All night I’d been busy blaming people. It was so convenient. My parents, my teachers, the friends who hadn’t been there for me… Now I lay in my hospital bed, walking my fingers along the IV tube and thinking. Obviously, my education was to blame. My teachers must have planted the seeds back when I was young and vulnerable. But then, what about Yaela? Yaela had gone to a secular high school in Ramat Aviv, became a baalas teshuvah when she was 20, and joined our community. She started dressing her daughters in two wraps from age three.

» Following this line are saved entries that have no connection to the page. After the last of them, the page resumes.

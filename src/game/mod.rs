pub mod bots;
pub mod controller;
pub mod effects;
pub mod engine;
pub mod timer;

pub use engine::{run_game_engine, EngineBackend, GameCommand, GameHandle, GameRequest};
use std::sync::Arc;
use std::time::Duration;

use tokio::sync::mpsc;

use popstage_lib::error::MeshError;
use popstage_lib::mesh::coordinator::{HostLinkState, MeshCoordinator, SessionRole};
use popstage_lib::mesh::loopback::LoopbackBroker;
use popstage_lib::mesh::media::SyntheticDevices;
use popstage_lib::mesh::{JoinMedia, JoinMode, LifecycleState, MeshEvent, MAX_CONTESTANTS};

struct Peer {
    mesh: MeshCoordinator,
    events: mpsc::UnboundedReceiver<MeshEvent>,
}

impl Peer {
    fn new(broker: &LoopbackBroker, role: SessionRole) -> Self {
        let (tx, events) = mpsc::unbounded_channel();
        Self {
            mesh: MeshCoordinator::new(role, Box::new(broker.endpoint()), Arc::new(SyntheticDevices), tx),
            events,
        }
    }

    fn address(&self) -> String {
        self.mesh.address().expect("identity open").to_string()
    }

    fn drain(&mut self) -> Vec<MeshEvent> {
        let mut out = Vec::new();
        while let Ok(event) = self.events.try_recv() {
            out.push(event);
        }
        out
    }

    /// Registry 1:1 with every participant that is not disconnected.
    fn assert_registry_matches(&self) {
        let live: Vec<_> = self
            .mesh
            .participants()
            .iter()
            .filter(|p| p.state != LifecycleState::Disconnected)
            .collect();
        assert_eq!(live.len(), self.mesh.registry().count());
        for p in live {
            assert_eq!(self.mesh.registry().get(&p.id).map(|h| h.id()), Some(p.handle));
        }
    }
}

async fn host(broker: &LoopbackBroker) -> Peer {
    let mut host = Peer::new(broker, SessionRole::Host);
    host.mesh.start_hosting(1, Duration::ZERO).await.unwrap();
    host
}

async fn contestant(broker: &LoopbackBroker, host_address: &str) -> Peer {
    let mut peer = Peer::new(broker, SessionRole::Joiner(JoinMode::Contestant));
    peer.mesh
        .start_joining(host_address, JoinMedia::Camera, 1, Duration::ZERO)
        .await
        .unwrap();
    peer
}

/// Host with six active contestants A..F.
async fn full_lobby(broker: &LoopbackBroker) -> (Peer, Vec<Peer>) {
    let mut host = host(broker).await;
    let address = host.address();
    let mut joiners = Vec::new();
    for _ in 0..MAX_CONTESTANTS {
        joiners.push(contestant(broker, &address).await);
        host.mesh.process_pending().await;
    }
    for joiner in &mut joiners {
        joiner.mesh.process_pending().await;
    }
    (host, joiners)
}

#[tokio::test]
async fn six_join_and_the_seventh_is_turned_away() {
    let broker = LoopbackBroker::new();
    let (mut host, _joiners) = full_lobby(&broker).await;

    assert_eq!(host.mesh.participants().len(), 6);
    assert!(host
        .mesh
        .participants()
        .iter()
        .all(|p| p.state == LifecycleState::Active));

    let mut g = contestant(&broker, &host.address()).await;
    host.mesh.process_pending().await;
    g.mesh.process_pending().await;

    assert_eq!(host.mesh.registry().count(), 6);
    assert!(!host.mesh.registry().contains(&g.address()));
    assert!(g
        .drain()
        .iter()
        .any(|e| matches!(e, MeshEvent::HostDisconnected(MeshError::SessionRejected))));
    host.assert_registry_matches();
}

#[tokio::test]
async fn burst_of_offers_never_exceeds_capacity() {
    let broker = LoopbackBroker::new();
    let mut host = host(&broker).await;
    let address = host.address();

    let mut joiners = Vec::new();
    for _ in 0..10 {
        joiners.push(contestant(&broker, &address).await);
    }
    host.mesh.process_pending().await;

    assert_eq!(host.mesh.registry().count(), MAX_CONTESTANTS);
    let mut rejected = 0;
    for joiner in &mut joiners {
        joiner.mesh.process_pending().await;
        if joiner
            .drain()
            .iter()
            .any(|e| matches!(e, MeshEvent::HostDisconnected(MeshError::SessionRejected)))
        {
            rejected += 1;
        }
    }
    // which four lose depends on arrival order only
    assert_eq!(rejected, 4);
    host.assert_registry_matches();
}

#[tokio::test]
async fn eliminated_contestant_keeps_the_same_session() {
    let broker = LoopbackBroker::new();
    let (mut host, joiners) = full_lobby(&broker).await;
    let c = joiners[2].address();
    let before = host.mesh.registry().get(&c).map(|h| h.id());

    host.mesh.eliminate(&c).unwrap();
    assert_eq!(
        host.mesh.participant(&c).map(|p| p.state),
        Some(LifecycleState::Eliminated)
    );
    assert_eq!(host.mesh.registry().count(), 6);

    host.mesh.revive(&c).unwrap();
    assert_eq!(
        host.mesh.participant(&c).map(|p| p.state),
        Some(LifecycleState::Active)
    );
    assert_eq!(host.mesh.registry().get(&c).map(|h| h.id()), before);
    host.assert_registry_matches();
}

#[tokio::test]
async fn closing_one_session_leaves_five() {
    let broker = LoopbackBroker::new();
    let (mut host, mut joiners) = full_lobby(&broker).await;
    let d = joiners[3].address();
    host.drain();

    joiners[3].mesh.shutdown().await;
    host.mesh.process_pending().await;

    assert_eq!(host.mesh.registry().count(), 5);
    assert!(host.mesh.participant(&d).is_none());
    assert!(host
        .drain()
        .iter()
        .any(|e| matches!(e, MeshEvent::ParticipantLeft { info, .. } if info.id == d)));
    host.assert_registry_matches();
}

#[tokio::test]
async fn joiner_loses_host_without_redialing() {
    let broker = LoopbackBroker::new();
    let mut host = host(&broker).await;
    let mut peer = contestant(&broker, &host.address()).await;
    host.mesh.process_pending().await;
    peer.mesh.process_pending().await;

    assert!(peer.mesh.host_stream().is_some());
    assert!(peer
        .drain()
        .iter()
        .any(|e| matches!(e, MeshEvent::HostStreamReady(_))));

    host.mesh.shutdown().await;
    peer.mesh.process_pending().await;
    tokio::time::sleep(Duration::from_millis(20)).await;
    peer.mesh.process_pending().await;

    assert_eq!(peer.mesh.host_link_state(), Some(HostLinkState::Lost));
    assert!(peer
        .drain()
        .iter()
        .any(|e| matches!(e, MeshEvent::HostDisconnected(MeshError::RemoteDisconnected(_)))));
    assert_eq!(broker.calls_placed(), 1);
}

#[tokio::test]
async fn screen_share_leaves_exactly_one_live_stream() {
    let broker = LoopbackBroker::new();
    let mut host = host(&broker).await;
    let camera = host.mesh.media().current().cloned().unwrap();

    host.mesh.acquire_screen_share().await.unwrap();

    assert!(camera.tracks().iter().all(|t| !t.is_live()));
    assert!(host.mesh.media().is_screen_sharing());
    assert!(host.mesh.media().is_live());
}

#[tokio::test]
async fn teardown_leaves_nothing_running() {
    let broker = LoopbackBroker::new();
    let (mut host, mut joiners) = full_lobby(&broker).await;
    let local = host.mesh.media().current().cloned().unwrap();

    host.mesh.shutdown().await;

    assert!(host.mesh.registry().is_empty());
    assert!(!host.mesh.media().is_live());
    assert!(!local.is_live());
    assert_eq!(broker.link_count(), 0);

    for joiner in &mut joiners {
        joiner.mesh.process_pending().await;
        assert_eq!(joiner.mesh.host_link_state(), Some(HostLinkState::Lost));
    }
}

And wait — there was also Shira. She’d gone to the Hebrew University High School — a totally secular place, of course.

So if, out of all the girls from my high school, I was the only one who’d joined Rabbanit Chana’s group, and if the group included women from all backgrounds, that meant…?

It meant that I missed them terribly. That I needed them. That I was going to call them, right now. I would call Rabbanit Chana, Udel, and Miriam. I’d call them all.

There was just one problem — my phone was blocked from reaching those numbers. I’d dictated all their numbers to Tatty myself so he could block them for outgoing calls.

But I had to call them. What had come over me? How could I have thought of leaving them? I must have been crazy — it wasn’t as if I had a whole crowd of other friends waiting for me. Who else would listen to me, understand me, make me feel part of a very elevated group? Who would help me with Rivky without expecting thanks? And besides, I wanted so much to be the best I could be. That’s what I’d always wanted.

Of its own accord, my right hand reached for the drawer of the bedside cabinet. I took out the items that were folded there. I opened them, and with an effort, pulled one over my shoulders, and the other over my head. Ow, that hurt. There. I was back in my shal. And my redid.

Carefully, I slid out of the bed, and straightened the rumpled shal. A sweet feeling enveloped me. I felt like my real self again.

Wheeling the IV stand along with me, I made my way to the nurses’ station.

“I need to use the phone.”

“Sarah?” Jenny, the head nurse, was looking at me in astonishment.

“I have to make a phone call. It’s important!”

“Who do you want to call?”

“My… my friends.”

“Sarah, it’s the middle of the night,” she reminded me.

“I know. But I have to call them.” I needed to get out of the hospital already. I would call Rabbanit Chana. I would ask her to forgive me. I’d tell her that I spoke to her that way only because I was in shock from the wound and woozy from the medication.

“I’m sorry,” Jenny said. “We don’t allow patients to use the staff phones.” Then Achinoam, the other nurse on duty, came back from a patient’s room.

“Please,” I begged her. “Let me use your cell phone.”